Segment Open

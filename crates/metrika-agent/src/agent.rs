use crate::config::AgentConfig;
use crate::pipeline::DeliveryPipeline;
use crate::transport::HttpTransport;
use anyhow::Result;
use metrika_collector::Collector;
use std::sync::Arc;
use std::time::Duration;
use tokio::task::JoinHandle;
use tokio::time::{interval_at, Instant, MissedTickBehavior};
use tokio_util::sync::CancellationToken;

/// Wires a collector to a delivery pipeline on a reporting timer.
pub struct Agent {
    collector: Arc<Collector>,
    pipeline: DeliveryPipeline,
    report_interval: Duration,
    shutdown_grace: Duration,
}

/// Running agent tasks. Dropping the handle leaves them running.
pub struct AgentHandle {
    cancel: CancellationToken,
    sampling: JoinHandle<()>,
    reporting: JoinHandle<()>,
    shutdown_grace: Duration,
}

impl Agent {
    pub fn new(
        collector: Arc<Collector>,
        pipeline: DeliveryPipeline,
        report_interval: Duration,
        shutdown_grace: Duration,
    ) -> Self {
        Self {
            collector,
            pipeline,
            report_interval: report_interval.max(Duration::from_millis(1)),
            shutdown_grace,
        }
    }

    /// Builds an agent with the default samplers and an HTTP transport.
    pub fn from_config(config: &AgentConfig) -> Result<Self> {
        let collector = Arc::new(Collector::new(
            metrika_collector::default_samplers(),
            config.poll_interval(),
        ));
        let transport = HttpTransport::new(config.updates_url(), config.request_timeout())?;
        let pipeline = DeliveryPipeline::from_config(config, Arc::new(transport));
        Ok(Self::new(
            collector,
            pipeline,
            config.report_interval(),
            config.shutdown_grace(),
        ))
    }

    pub fn collector(&self) -> &Arc<Collector> {
        &self.collector
    }

    /// Starts the sampling and reporting loops.
    pub fn start(self, cancel: CancellationToken) -> Result<AgentHandle> {
        let sampling = self.collector.collect(cancel.child_token())?;

        let reporting_cancel = cancel.child_token();
        let Agent {
            collector,
            pipeline,
            report_interval,
            shutdown_grace,
        } = self;
        let reporting = tokio::spawn(async move {
            let mut tick = interval_at(Instant::now() + report_interval, report_interval);
            tick.set_missed_tick_behavior(MissedTickBehavior::Delay);
            loop {
                tokio::select! {
                    _ = reporting_cancel.cancelled() => {
                        tracing::debug!("Reporting loop stopped");
                        break;
                    }
                    _ = tick.tick() => {
                        report_once(&collector, &pipeline, &reporting_cancel).await;
                    }
                }
            }
        });

        Ok(AgentHandle {
            cancel,
            sampling,
            reporting,
            shutdown_grace,
        })
    }
}

/// Delivers one snapshot; failures are logged, never propagated.
pub async fn report_once(
    collector: &Collector,
    pipeline: &DeliveryPipeline,
    cancel: &CancellationToken,
) {
    let snapshot = collector.snapshot();
    match pipeline.deliver(snapshot, cancel).await {
        Ok(report) => tracing::info!(
            batches = report.batches,
            metrics = report.metrics,
            "Metrics reported"
        ),
        Err(e) => tracing::warn!(error = %e, "Metrics report incomplete"),
    }
}

impl AgentHandle {
    /// Cancels both loops and waits for the reporting loop up to the grace
    /// period. A loop still running after that is abandoned.
    pub async fn shutdown(self) {
        self.cancel.cancel();

        if let Err(e) = self.sampling.await {
            tracing::warn!(error = %e, "Sampling loop ended abnormally");
        }

        match tokio::time::timeout(self.shutdown_grace, self.reporting).await {
            Ok(Ok(())) => tracing::info!("Reporting loop stopped"),
            Ok(Err(e)) => tracing::warn!(error = %e, "Reporting loop ended abnormally"),
            Err(_) => tracing::warn!(
                grace_secs = self.shutdown_grace.as_secs(),
                "Reporting loop did not stop within grace period, abandoning it"
            ),
        }
    }
}

#[cfg(test)]
mod tests {
    use super::*;
    use crate::error::DeliveryError;
    use crate::retry::RetryPolicy;
    use crate::transport::{EncodedBatch, Transport};
    use async_trait::async_trait;
    use std::sync::atomic::{AtomicUsize, Ordering};

    struct CountingTransport {
        calls: AtomicUsize,
        delay: Duration,
    }

    #[async_trait]
    impl Transport for CountingTransport {
        async fn send(&self, _batch: &EncodedBatch) -> Result<u16, DeliveryError> {
            self.calls.fetch_add(1, Ordering::SeqCst);
            tokio::time::sleep(self.delay).await;
            Ok(200)
        }
    }

    fn agent(transport: Arc<CountingTransport>, grace: Duration) -> Agent {
        let collector = Arc::new(Collector::new(vec![], Duration::from_millis(5)));
        let pipeline = DeliveryPipeline::new(transport)
            .with_retry(RetryPolicy::new(0, Duration::from_millis(1)));
        Agent::new(collector, pipeline, Duration::from_millis(10), grace)
    }

    #[tokio::test]
    async fn reports_periodically_until_shutdown() {
        let transport = Arc::new(CountingTransport {
            calls: AtomicUsize::new(0),
            delay: Duration::ZERO,
        });
        let agent = agent(transport.clone(), Duration::from_secs(1));
        let collector = Arc::clone(agent.collector());
        let handle = agent.start(CancellationToken::new()).unwrap();

        tokio::time::sleep(Duration::from_millis(80)).await;
        handle.shutdown().await;

        let calls = transport.calls.load(Ordering::SeqCst);
        assert!(calls >= 1, "expected at least one report, got {calls}");
        assert!(collector.poll_count() >= 1);

        tokio::time::sleep(Duration::from_millis(40)).await;
        assert_eq!(transport.calls.load(Ordering::SeqCst), calls);
    }

    #[tokio::test]
    async fn shutdown_gives_up_after_grace_period() {
        let transport = Arc::new(CountingTransport {
            calls: AtomicUsize::new(0),
            delay: Duration::from_secs(30),
        });
        let agent = agent(transport.clone(), Duration::from_millis(20));
        let handle = agent.start(CancellationToken::new()).unwrap();

        // let a delivery get stuck in flight
        tokio::time::sleep(Duration::from_millis(40)).await;
        let started = Instant::now();
        handle.shutdown().await;
        assert!(started.elapsed() < Duration::from_secs(5));
        assert_eq!(transport.calls.load(Ordering::SeqCst), 1);
    }
}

Segment Closed

● Instructions to follow
Which lines of the data include the string "EncodedBatch"? Find them and copy each one.

● Result for this task
    use crate::transport::{EncodedBatch, Transport};
        async fn send(&self, _batch: &EncodedBatch) -> Result<u16, DeliveryError> {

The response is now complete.